(Data for this exercise)
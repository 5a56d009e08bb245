//! In-memory token cache

use async_trait::async_trait;
use chrono::{DateTime, Utc};
use dashmap::DashMap;
use globset::{GlobBuilder, GlobMatcher};
use std::time::Duration;
use tracing::instrument;

use warden_core::{Result, TokenCache, WardenError};

struct CachedEntry {
    value: String,
    expires_at: DateTime<Utc>,
}

impl CachedEntry {
    fn is_expired(&self, now: DateTime<Utc>) -> bool {
        self.expires_at <= now
    }
}

/// Process-local TokenCache with lazy expiry
///
/// Expired entries are invisible to every operation and are dropped when
/// touched or during `purge_expired`.
#[derive(Default)]
pub struct InMemoryTokenCache {
    entries: DashMap<String, CachedEntry>,
}

impl InMemoryTokenCache {
    pub fn new() -> Self {
        Self::default()
    }

    /// Drop every expired entry; returns how many were removed
    pub fn purge_expired(&self) -> usize {
        let now = Utc::now();
        let before = self.entries.len();
        self.entries.retain(|_, entry| !entry.is_expired(now));
        before - self.entries.len()
    }

    pub fn len(&self) -> usize {
        let now = Utc::now();
        self.entries
            .iter()
            .filter(|e| !e.value().is_expired(now))
            .count()
    }

    pub fn is_empty(&self) -> bool {
        self.len() == 0
    }
}

#[async_trait]
impl TokenCache for InMemoryTokenCache {
    async fn get(&self, key: &str) -> Result<Option<String>> {
        let now = Utc::now();
        let value = match self.entries.get(key) {
            Some(entry) if !entry.is_expired(now) => Some(entry.value.clone()),
            Some(_) => None,
            None => return Ok(None),
        };
        if value.is_none() {
            self.entries.remove_if(key, |_, entry| entry.is_expired(now));
        }
        Ok(value)
    }

    #[instrument(skip(self, value))]
    async fn set(&self, key: &str, value: &str, ttl: Duration) -> Result<()> {
        let ttl = chrono::Duration::from_std(ttl)
            .map_err(|e| WardenError::cache_error(format!("Invalid TTL: {}", e)))?;
        self.entries.insert(
            key.to_string(),
            CachedEntry {
                value: value.to_string(),
                expires_at: Utc::now() + ttl,
            },
        );
        Ok(())
    }

    async fn del(&self, keys: &[String]) -> Result<()> {
        for key in keys {
            self.entries.remove(key);
        }
        Ok(())
    }

    async fn keys(&self, pattern: &str) -> Result<Vec<String>> {
        let matcher = key_matcher(pattern)?;
        let now = Utc::now();
        Ok(self
            .entries
            .iter()
            .filter(|e| !e.value().is_expired(now) && matcher.is_match(e.key()))
            .map(|e| e.key().clone())
            .collect())
    }

    async fn exists(&self, keys: &[String]) -> Result<bool> {
        let now = Utc::now();
        Ok(keys.iter().any(|key| {
            self.entries
                .get(key)
                .is_some_and(|entry| !entry.is_expired(now))
        }))
    }
}

/// Compile a key pattern in `globset` syntax
///
/// Backslashes are literal; metacharacters are escaped with `globset::escape`.
fn key_matcher(pattern: &str) -> Result<GlobMatcher> {
    let glob = GlobBuilder::new(pattern)
        .backslash_escape(false)
        .build()
        .map_err(|e| WardenError::cache_error(format!("Invalid key pattern {:?}: {}", pattern, e)))?;
    Ok(glob.compile_matcher())
}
(End Data for this exercise)
Once you find the line with "use tracing::instrument;" in the entries above, output it and each line after it up to and including the line with "#[instrument(skip(self, value))]", and nothing else.

- **Response to this exercise**
use tracing::instrument;

use warden_core::{Result, TokenCache, WardenError};

struct CachedEntry {
    value: String,
    expires_at: DateTime<Utc>,
}

impl CachedEntry {
    fn is_expired(&self, now: DateTime<Utc>) -> bool {
        self.expires_at <= now
    }
}

/// Process-local TokenCache with lazy expiry
///
/// Expired entries are invisible to every operation and are dropped when
/// touched or during `purge_expired`.
#[derive(Default)]
pub struct InMemoryTokenCache {
    entries: DashMap<String, CachedEntry>,
}

impl InMemoryTokenCache {
    pub fn new() -> Self {
        Self::default()
    }

    /// Drop every expired entry; returns how many were removed
    pub fn purge_expired(&self) -> usize {
        let now = Utc::now();
        let before = self.entries.len();
        self.entries.retain(|_, entry| !entry.is_expired(now));
        before - self.entries.len()
    }

    pub fn len(&self) -> usize {
        let now = Utc::now();
        self.entries
            .iter()
            .filter(|e| !e.value().is_expired(now))
            .count()
    }

    pub fn is_empty(&self) -> bool {
        self.len() == 0
    }
}

#[async_trait]
impl TokenCache for InMemoryTokenCache {
    async fn get(&self, key: &str) -> Result<Option<String>> {
        let now = Utc::now();
        let value = match self.entries.get(key) {
            Some(entry) if !entry.is_expired(now) => Some(entry.value.clone()),
            Some(_) => None,
            None => return Ok(None),
        };
        if value.is_none() {
            self.entries.remove_if(key, |_, entry| entry.is_expired(now));
        }
        Ok(value)
    }

    #[instrument(skip(self, value))]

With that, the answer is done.